§ **DATA TO EXAMINE**

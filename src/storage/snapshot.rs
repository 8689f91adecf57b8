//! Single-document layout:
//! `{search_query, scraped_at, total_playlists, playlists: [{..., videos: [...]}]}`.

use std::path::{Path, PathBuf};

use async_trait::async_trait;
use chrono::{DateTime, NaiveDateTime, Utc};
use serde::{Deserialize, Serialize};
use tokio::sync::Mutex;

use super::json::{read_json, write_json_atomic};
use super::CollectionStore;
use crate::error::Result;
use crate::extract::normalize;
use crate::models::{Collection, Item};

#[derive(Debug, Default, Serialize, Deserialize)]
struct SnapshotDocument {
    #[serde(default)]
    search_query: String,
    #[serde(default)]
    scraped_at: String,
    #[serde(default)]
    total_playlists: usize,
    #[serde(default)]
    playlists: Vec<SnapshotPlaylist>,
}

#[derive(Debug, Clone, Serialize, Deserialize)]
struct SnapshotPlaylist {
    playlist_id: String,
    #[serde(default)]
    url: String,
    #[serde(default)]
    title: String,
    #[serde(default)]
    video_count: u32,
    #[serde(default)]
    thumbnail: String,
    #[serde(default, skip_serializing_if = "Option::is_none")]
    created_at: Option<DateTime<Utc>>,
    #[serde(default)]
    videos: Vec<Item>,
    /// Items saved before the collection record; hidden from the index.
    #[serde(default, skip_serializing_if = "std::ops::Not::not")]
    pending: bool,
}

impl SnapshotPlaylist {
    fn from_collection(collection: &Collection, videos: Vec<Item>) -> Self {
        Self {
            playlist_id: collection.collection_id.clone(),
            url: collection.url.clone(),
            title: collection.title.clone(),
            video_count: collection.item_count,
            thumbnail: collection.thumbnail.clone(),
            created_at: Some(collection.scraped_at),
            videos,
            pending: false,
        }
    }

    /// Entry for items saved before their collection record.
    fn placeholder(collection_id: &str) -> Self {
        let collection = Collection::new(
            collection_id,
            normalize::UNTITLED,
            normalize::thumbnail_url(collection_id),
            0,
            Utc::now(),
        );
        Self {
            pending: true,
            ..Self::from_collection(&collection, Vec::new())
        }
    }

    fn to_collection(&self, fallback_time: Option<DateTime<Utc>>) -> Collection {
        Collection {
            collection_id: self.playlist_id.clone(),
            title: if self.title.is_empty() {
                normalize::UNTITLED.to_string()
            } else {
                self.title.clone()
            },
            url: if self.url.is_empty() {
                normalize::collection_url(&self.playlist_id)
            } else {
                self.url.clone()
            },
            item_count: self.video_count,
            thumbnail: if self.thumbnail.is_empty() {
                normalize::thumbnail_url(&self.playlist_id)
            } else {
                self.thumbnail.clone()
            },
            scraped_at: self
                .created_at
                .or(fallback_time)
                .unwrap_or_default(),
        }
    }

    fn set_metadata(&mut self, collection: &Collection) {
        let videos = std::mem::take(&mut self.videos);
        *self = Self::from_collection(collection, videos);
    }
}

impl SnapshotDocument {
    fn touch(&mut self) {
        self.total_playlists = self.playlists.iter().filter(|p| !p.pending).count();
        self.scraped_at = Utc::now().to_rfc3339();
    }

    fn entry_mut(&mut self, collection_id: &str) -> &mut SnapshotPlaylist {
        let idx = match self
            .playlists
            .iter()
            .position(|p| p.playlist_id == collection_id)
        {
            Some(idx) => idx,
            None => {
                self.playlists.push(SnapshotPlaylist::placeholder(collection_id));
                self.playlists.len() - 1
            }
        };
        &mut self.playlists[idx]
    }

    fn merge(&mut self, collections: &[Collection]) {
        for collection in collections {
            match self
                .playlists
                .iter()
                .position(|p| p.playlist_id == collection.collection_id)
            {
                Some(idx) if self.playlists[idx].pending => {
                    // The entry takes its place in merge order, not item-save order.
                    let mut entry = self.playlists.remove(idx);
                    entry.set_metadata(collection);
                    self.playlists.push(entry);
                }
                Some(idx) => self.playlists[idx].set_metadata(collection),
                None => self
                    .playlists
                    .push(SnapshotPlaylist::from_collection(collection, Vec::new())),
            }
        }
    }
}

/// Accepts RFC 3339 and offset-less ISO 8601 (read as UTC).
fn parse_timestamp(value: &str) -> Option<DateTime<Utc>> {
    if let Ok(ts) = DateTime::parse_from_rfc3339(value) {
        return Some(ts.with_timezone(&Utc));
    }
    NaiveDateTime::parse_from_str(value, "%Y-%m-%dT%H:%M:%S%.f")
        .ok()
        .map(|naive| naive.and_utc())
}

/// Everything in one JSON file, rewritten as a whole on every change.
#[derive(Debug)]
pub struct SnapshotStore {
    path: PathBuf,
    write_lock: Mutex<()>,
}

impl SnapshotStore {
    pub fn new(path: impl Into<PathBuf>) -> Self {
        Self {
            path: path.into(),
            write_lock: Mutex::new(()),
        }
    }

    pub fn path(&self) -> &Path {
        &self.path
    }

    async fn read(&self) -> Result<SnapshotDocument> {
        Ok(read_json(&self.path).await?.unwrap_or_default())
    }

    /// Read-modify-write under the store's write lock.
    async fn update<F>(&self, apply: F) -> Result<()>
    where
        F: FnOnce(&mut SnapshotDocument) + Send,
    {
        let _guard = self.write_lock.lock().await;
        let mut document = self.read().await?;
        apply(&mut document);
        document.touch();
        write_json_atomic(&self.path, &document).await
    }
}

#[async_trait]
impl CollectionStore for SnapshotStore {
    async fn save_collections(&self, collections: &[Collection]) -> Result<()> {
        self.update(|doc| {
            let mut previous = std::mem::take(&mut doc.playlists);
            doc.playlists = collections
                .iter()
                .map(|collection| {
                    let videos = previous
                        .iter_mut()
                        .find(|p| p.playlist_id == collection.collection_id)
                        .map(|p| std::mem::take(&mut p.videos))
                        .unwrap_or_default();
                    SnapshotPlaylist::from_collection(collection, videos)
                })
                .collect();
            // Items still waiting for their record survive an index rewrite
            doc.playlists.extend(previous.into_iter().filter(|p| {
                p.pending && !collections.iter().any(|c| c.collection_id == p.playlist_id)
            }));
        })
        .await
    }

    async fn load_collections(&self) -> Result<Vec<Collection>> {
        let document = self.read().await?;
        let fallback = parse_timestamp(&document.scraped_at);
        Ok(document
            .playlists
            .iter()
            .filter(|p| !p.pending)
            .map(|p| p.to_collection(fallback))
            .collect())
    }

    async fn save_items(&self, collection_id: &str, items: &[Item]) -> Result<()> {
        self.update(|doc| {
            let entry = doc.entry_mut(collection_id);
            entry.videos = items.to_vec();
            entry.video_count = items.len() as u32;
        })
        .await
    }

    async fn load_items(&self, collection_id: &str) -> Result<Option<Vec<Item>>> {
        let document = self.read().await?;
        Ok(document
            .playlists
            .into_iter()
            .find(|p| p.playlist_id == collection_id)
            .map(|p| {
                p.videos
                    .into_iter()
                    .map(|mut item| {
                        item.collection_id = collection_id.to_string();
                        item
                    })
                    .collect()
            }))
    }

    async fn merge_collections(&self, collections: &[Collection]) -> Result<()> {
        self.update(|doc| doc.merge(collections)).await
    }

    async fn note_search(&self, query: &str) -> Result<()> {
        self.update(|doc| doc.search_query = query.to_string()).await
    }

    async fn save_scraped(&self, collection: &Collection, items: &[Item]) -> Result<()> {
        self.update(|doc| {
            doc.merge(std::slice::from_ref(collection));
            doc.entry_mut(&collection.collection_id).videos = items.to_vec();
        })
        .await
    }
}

§ **WHAT THE TASK REQUIRES**
Would you return every line of the data above exactly?

§ **ANSWER FOR THIS EXERCISE**
filename src/storage/snapshot.rs
repository 8689f91adecf57b8
//! Single-document layout:
//! `{search_query, scraped_at, total_playlists, playlists: [{..., videos: [...]}]}`.

use std::path::{Path, PathBuf};

use async_trait::async_trait;
use chrono::{DateTime, NaiveDateTime, Utc};
use serde::{Deserialize, Serialize};
use tokio::sync::Mutex;

use super::json::{read_json, write_json_atomic};
use super::CollectionStore;
use crate::error::Result;
use crate::extract::normalize;
use crate::models::{Collection, Item};

#[derive(Debug, Default, Serialize, Deserialize)]
struct SnapshotDocument {
    #[serde(default)]
    search_query: String,
    #[serde(default)]
    scraped_at: String,
    #[serde(default)]
    total_playlists: usize,
    #[serde(default)]
    playlists: Vec<SnapshotPlaylist>,
}

#[derive(Debug, Clone, Serialize, Deserialize)]
struct SnapshotPlaylist {
    playlist_id: String,
    #[serde(default)]
    url: String,
    #[serde(default)]
    title: String,
    #[serde(default)]
    video_count: u32,
    #[serde(default)]
    thumbnail: String,
    #[serde(default, skip_serializing_if = "Option::is_none")]
    created_at: Option<DateTime<Utc>>,
    #[serde(default)]
    videos: Vec<Item>,
    /// Items saved before the collection record; hidden from the index.
    #[serde(default, skip_serializing_if = "std::ops::Not::not")]
    pending: bool,
}

impl SnapshotPlaylist {
    fn from_collection(collection: &Collection, videos: Vec<Item>) -> Self {
        Self {
            playlist_id: collection.collection_id.clone(),
            url: collection.url.clone(),
            title: collection.title.clone(),
            video_count: collection.item_count,
            thumbnail: collection.thumbnail.clone(),
            created_at: Some(collection.scraped_at),
            videos,
            pending: false,
        }
    }

    /// Entry for items saved before their collection record.
    fn placeholder(collection_id: &str) -> Self {
        let collection = Collection::new(
            collection_id,
            normalize::UNTITLED,
            normalize::thumbnail_url(collection_id),
            0,
            Utc::now(),
        );
        Self {
            pending: true,
            ..Self::from_collection(&collection, Vec::new())
        }
    }

    fn to_collection(&self, fallback_time: Option<DateTime<Utc>>) -> Collection {
        Collection {
            collection_id: self.playlist_id.clone(),
            title: if self.title.is_empty() {
                normalize::UNTITLED.to_string()
            } else {
                self.title.clone()
            },
            url: if self.url.is_empty() {
                normalize::collection_url(&self.playlist_id)
            } else {
                self.url.clone()
            },
            item_count: self.video_count,
            thumbnail: if self.thumbnail.is_empty() {
                normalize::thumbnail_url(&self.playlist_id)
            } else {
                self.thumbnail.clone()
            },
            scraped_at: self
                .created_at
                .or(fallback_time)
                .unwrap_or_default(),
        }
    }

    fn set_metadata(&mut self, collection: &Collection) {
        let videos = std::mem::take(&mut self.videos);
        *self = Self::from_collection(collection, videos);
    }
}

impl SnapshotDocument {
    fn touch(&mut self) {
        self.total_playlists = self.playlists.iter().filter(|p| !p.pending).count();
        self.scraped_at = Utc::now().to_rfc3339();
    }

    fn entry_mut(&mut self, collection_id: &str) -> &mut SnapshotPlaylist {
        let idx = match self
            .playlists
            .iter()
            .position(|p| p.playlist_id == collection_id)
        {
            Some(idx) => idx,
            None => {
                self.playlists.push(SnapshotPlaylist::placeholder(collection_id));
                self.playlists.len() - 1
            }
        };
        &mut self.playlists[idx]
    }

    fn merge(&mut self, collections: &[Collection]) {
        for collection in collections {
            match self
                .playlists
                .iter()
                .position(|p| p.playlist_id == collection.collection_id)
            {
                Some(idx) if self.playlists[idx].pending => {
                    // The entry takes its place in merge order, not item-save order.
                    let mut entry = self.playlists.remove(idx);
                    entry.set_metadata(collection);
                    self.playlists.push(entry);
                }
                Some(idx) => self.playlists[idx].set_metadata(collection),
                None => self
                    .playlists
                    .push(SnapshotPlaylist::from_collection(collection, Vec::new())),
            }
        }
    }
}

/// Accepts RFC 3339 and offset-less ISO 8601 (read as UTC).
fn parse_timestamp(value: &str) -> Option<DateTime<Utc>> {
    if let Ok(ts) = DateTime::parse_from_rfc3339(value) {
        return Some(ts.with_timezone(&Utc));
    }
    NaiveDateTime::parse_from_str(value, "%Y-%m-%dT%H:%M:%S%.f")
        .ok()
        .map(|naive| naive.and_utc())
}

/// Everything in one JSON file, rewritten as a whole on every change.
#[derive(Debug)]
pub struct SnapshotStore {
    path: PathBuf,
    write_lock: Mutex<()>,
}

impl SnapshotStore {
    pub fn new(path: impl Into<PathBuf>) -> Self {
        Self {
            path: path.into(),
            write_lock: Mutex::new(()),
        }
    }

    pub fn path(&self) -> &Path {
        &self.path
    }

    async fn read(&self) -> Result<SnapshotDocument> {
        Ok(read_json(&self.path).await?.unwrap_or_default())
    }

    /// Read-modify-write under the store's write lock.
    async fn update<F>(&self, apply: F) -> Result<()>
    where
        F: FnOnce(&mut SnapshotDocument) + Send,
    {
        let _guard = self.write_lock.lock().await;
        let mut document = self.read().await?;
        apply(&mut document);
        document.touch();
        write_json_atomic(&self.path, &document).await
    }
}

#[async_trait]
impl CollectionStore for SnapshotStore {
    async fn save_collections(&self, collections: &[Collection]) -> Result<()> {
        self.update(|doc| {
            let mut previous = std::mem::take(&mut doc.playlists);
            doc.playlists = collections
                .iter()
                .map(|collection| {
                    let videos = previous
                        .iter_mut()
                        .find(|p| p.playlist_id == collection.collection_id)
                        .map(|p| std::mem::take(&mut p.videos))
                        .unwrap_or_default();
                    SnapshotPlaylist::from_collection(collection, videos)
                })
                .collect();
            // Items still waiting for their record survive an index rewrite
            doc.playlists.extend(previous.into_iter().filter(|p| {
                p.pending && !collections.iter().any(|c| c.collection_id == p.playlist_id)
            }));
        })
        .await
    }

    async fn load_collections(&self) -> Result<Vec<Collection>> {
        let document = self.read().await?;
        let fallback = parse_timestamp(&document.scraped_at);
        Ok(document
            .playlists
            .iter()
            .filter(|p| !p.pending)
            .map(|p| p.to_collection(fallback))
            .collect())
    }

    async fn save_items(&self, collection_id: &str, items: &[Item]) -> Result<()> {
        self.update(|doc| {
            let entry = doc.entry_mut(collection_id);
            entry.videos = items.to_vec();
            entry.video_count = items.len() as u32;
        })
        .await
    }

    async fn load_items(&self, collection_id: &str) -> Result<Option<Vec<Item>>> {
        let document = self.read().await?;
        Ok(document
            .playlists
            .into_iter()
            .find(|p| p.playlist_id == collection_id)
            .map(|p| {
                p.videos
                    .into_iter()
                    .map(|mut item| {
                        item.collection_id = collection_id.to_string();
                        item
                    })
                    .collect()
            }))
    }

    async fn merge_collections(&self, collections: &[Collection]) -> Result<()> {
        self.update(|doc| doc.merge(collections)).await
    }

    async fn note_search(&self, query: &str) -> Result<()> {
        self.update(|doc| doc.search_query = query.to_string()).await
    }

    async fn save_scraped(&self, collection: &Collection, items: &[Item]) -> Result<()> {
        self.update(|doc| {
            doc.merge(std::slice::from_ref(collection));
            doc.entry_mut(&collection.collection_id).videos = items.to_vec();
        })
        .await
    }
}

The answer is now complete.